The 500 Cities Project provides model-estimated health indicators at the census-tract level from the 2014 Behavioral Risk Factor Surveillance Survey.2 A census tract is generally smaller than a city, larger than a block group, and a fairly permanent subdivision of a county. Our analysis used the prevalence of adult (≥18 years) self-reported current smoking, asthma, chronic obstructive pulmonary disease (COPD), and coronary heart disease (CHD). Complete data from the 500 Cities Project were available for 27 204 tracts. We combined the 500 Cities Project estimates with tract-level sociodemographic data from the American Community Survey (2012-2016) and counts of likely tobacco retailers from 10 North American Industrial Classification System codes in the National Establishment Time Series Data for 2012 (120 470 tobacco retailers in the 27 204 tracts).3
We used linear mixed models to characterize smoking prevalence inequities within and between cities; assess tract-level smoking prevalence as a function of tract-level sociodemographic characteristics and tobacco retailer counts; and assess tract-level asthma, COPD, and CHD prevalence as a function of tract-level smoking prevalence. We also computed Gini coefficients to quantify the dispersion of smoking prevalence between census tracts within each of the 500 cities, where 0 = perfect equality and 1 = maximal inequality.4 Data sources and analytical methods are further detailed in the Supplement.
Smoking prevalence inequities were greater between tracts within cities (56.1% of the total variation) than between cities (43.9% of the total variation) (Table).
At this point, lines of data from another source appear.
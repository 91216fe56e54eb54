//! Weekend and business-hour classification of local decompositions.
//!
//! Classification is a pure function of a [`LocalDecomposition`] and an
//! explicit [`BusinessWindowPolicy`]. There is no global default baked into
//! the rules: callers pass the policy, and per-tenant variations live in a
//! [`PolicyBook`].

use serde::{Deserialize, Serialize};
use std::collections::{BTreeSet, HashMap};

use crate::core::domain::TenantId;
use crate::core::error::{EngineError, EngineResult};
use crate::time::LocalDecomposition;

/// Day-of-week numbering used by every policy: 0 = Sunday … 6 = Saturday.
pub const SUNDAY: u32 = 0;
pub const SATURDAY: u32 = 6;

/// Which days are weekend days and which local hours count as business hours.
#[derive(Debug, Clone, PartialEq, Eq, Serialize, Deserialize)]
pub struct BusinessWindowPolicy {
    pub weekend_days: BTreeSet<u32>,
    pub business_days: BTreeSet<u32>,
    /// First business hour, inclusive.
    pub start_hour: u32,
    /// Last business hour, inclusive (18 covers 18:00–18:59).
    pub end_hour: u32,
}

impl Default for BusinessWindowPolicy {
    /// Monday–Friday 09:00–18:59, Saturday/Sunday weekend.
    fn default() -> Self {
        Self {
            weekend_days: [SUNDAY, SATURDAY].into_iter().collect(),
            business_days: (1..=5).collect(),
            start_hour: 9,
            end_hour: 18,
        }
    }
}

impl BusinessWindowPolicy {
    /// Build and validate a policy.
    pub fn new(
        weekend_days: impl IntoIterator<Item = u32>,
        business_days: impl IntoIterator<Item = u32>,
        start_hour: u32,
        end_hour: u32,
    ) -> EngineResult<Self> {
        let policy = Self {
            weekend_days: weekend_days.into_iter().collect(),
            business_days: business_days.into_iter().collect(),
            start_hour,
            end_hour,
        };
        policy.validate()?;
        Ok(policy)
    }

    /// Reject overlapping day sets, out-of-range days and reversed windows.
    pub fn validate(&self) -> EngineResult<()> {
        if let Some(day) = self
            .weekend_days
            .iter()
            .chain(self.business_days.iter())
            .find(|d| **d > SATURDAY)
        {
            return Err(EngineError::invalid_policy(format!(
                "day-of-week {} outside 0 (Sunday) ..= 6 (Saturday)",
                day
            )));
        }

        let overlap: Vec<u32> = self
            .weekend_days
            .intersection(&self.business_days)
            .copied()
            .collect();
        if !overlap.is_empty() {
            return Err(EngineError::invalid_policy(format!(
                "days {:?} are both weekend and business days",
                overlap
            )));
        }

        if self.end_hour > 23 || self.start_hour > self.end_hour {
            return Err(EngineError::invalid_policy(format!(
                "business hours {}..={} must satisfy start <= end <= 23",
                self.start_hour, self.end_hour
            )));
        }

        Ok(())
    }

    pub fn is_weekend_day(&self, day_of_week: u32) -> bool {
        self.weekend_days.contains(&day_of_week)
    }

    pub fn is_business_day(&self, day_of_week: u32) -> bool {
        self.business_days.contains(&day_of_week) && !self.is_weekend_day(day_of_week)
    }

    pub fn in_business_hours(&self, hour: u32) -> bool {
        (self.start_hour..=self.end_hour).contains(&hour)
    }
}

/// Coarse day type used as an aggregation dimension.
#[derive(Debug, Copy, Clone, PartialEq, Eq, PartialOrd, Ord, Hash, Serialize, Deserialize)]
#[serde(rename_all = "lowercase")]
pub enum DayType {
    Weekday,
    Weekend,
}

/// Flags derived from a decomposition under a policy.
#[derive(Debug, Copy, Clone, PartialEq, Eq, Serialize, Deserialize)]
pub struct Classification {
    pub is_weekend: bool,
    pub is_business_hour: bool,
    pub day_type: DayType,
}

/// Classify a local decomposition.
pub fn classify(decomp: &LocalDecomposition, policy: &BusinessWindowPolicy) -> Classification {
    let dow = decomp.local_day_of_week;
    let is_weekend = policy.is_weekend_day(dow);
    let is_business_hour = policy.is_business_day(dow) && policy.in_business_hours(decomp.local_hour);

    Classification {
        is_weekend,
        is_business_hour,
        day_type: if is_weekend {
            DayType::Weekend
        } else {
            DayType::Weekday
        },
    }
}

/// A default policy plus per-tenant overrides.
#[derive(Debug, Clone, Default, PartialEq, Eq)]
pub struct PolicyBook {
    default: BusinessWindowPolicy,
    overrides: HashMap<TenantId, BusinessWindowPolicy>,
}

impl PolicyBook {
    pub fn new(default: BusinessWindowPolicy) -> EngineResult<Self> {
        default.validate()?;
        Ok(Self {
            default,
            overrides: HashMap::new(),
        })
    }

    /// Register a tenant-specific policy.
    pub fn with_override(
        mut self,
        tenant_id: TenantId,
        policy: BusinessWindowPolicy,
    ) -> EngineResult<Self> {
        policy.validate()?;
        self.overrides.insert(tenant_id, policy);
        Ok(self)
    }

    pub fn default_policy(&self) -> &BusinessWindowPolicy {
        &self.default
    }

    pub fn policy_for(&self, tenant_id: TenantId) -> &BusinessWindowPolicy {
        self.overrides.get(&tenant_id).unwrap_or(&self.default)
    }
}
Tracts with higher smoking prevalence had more tobacco retailers (5-store increase, β = 0.11; 95% CI, 0.07-0.16; P < .001), lower median household income ($10 000 increase, β = −0.92; 95% CI, −0.94 to −0.90; P < .001), and a smaller percentage of non-Hispanic white residents (10% increase, β = −0.84; 95% CI, −0.86 to −0.82; P < .001).
Although all cities had some smoking prevalence inequity (Figure, A) (Gini coefficients ≥0.03), inequity was greatest in Washington, DC (Gini = 0.23); Atlanta, Georgia (Gini = 0.22); Fort Lauderdale, Florida (Gini = 0.21); and Miami, Florida (Gini = 0.20). Figure, C illustrates smoking prevalence in the city with the greatest inequity, Washington, DC.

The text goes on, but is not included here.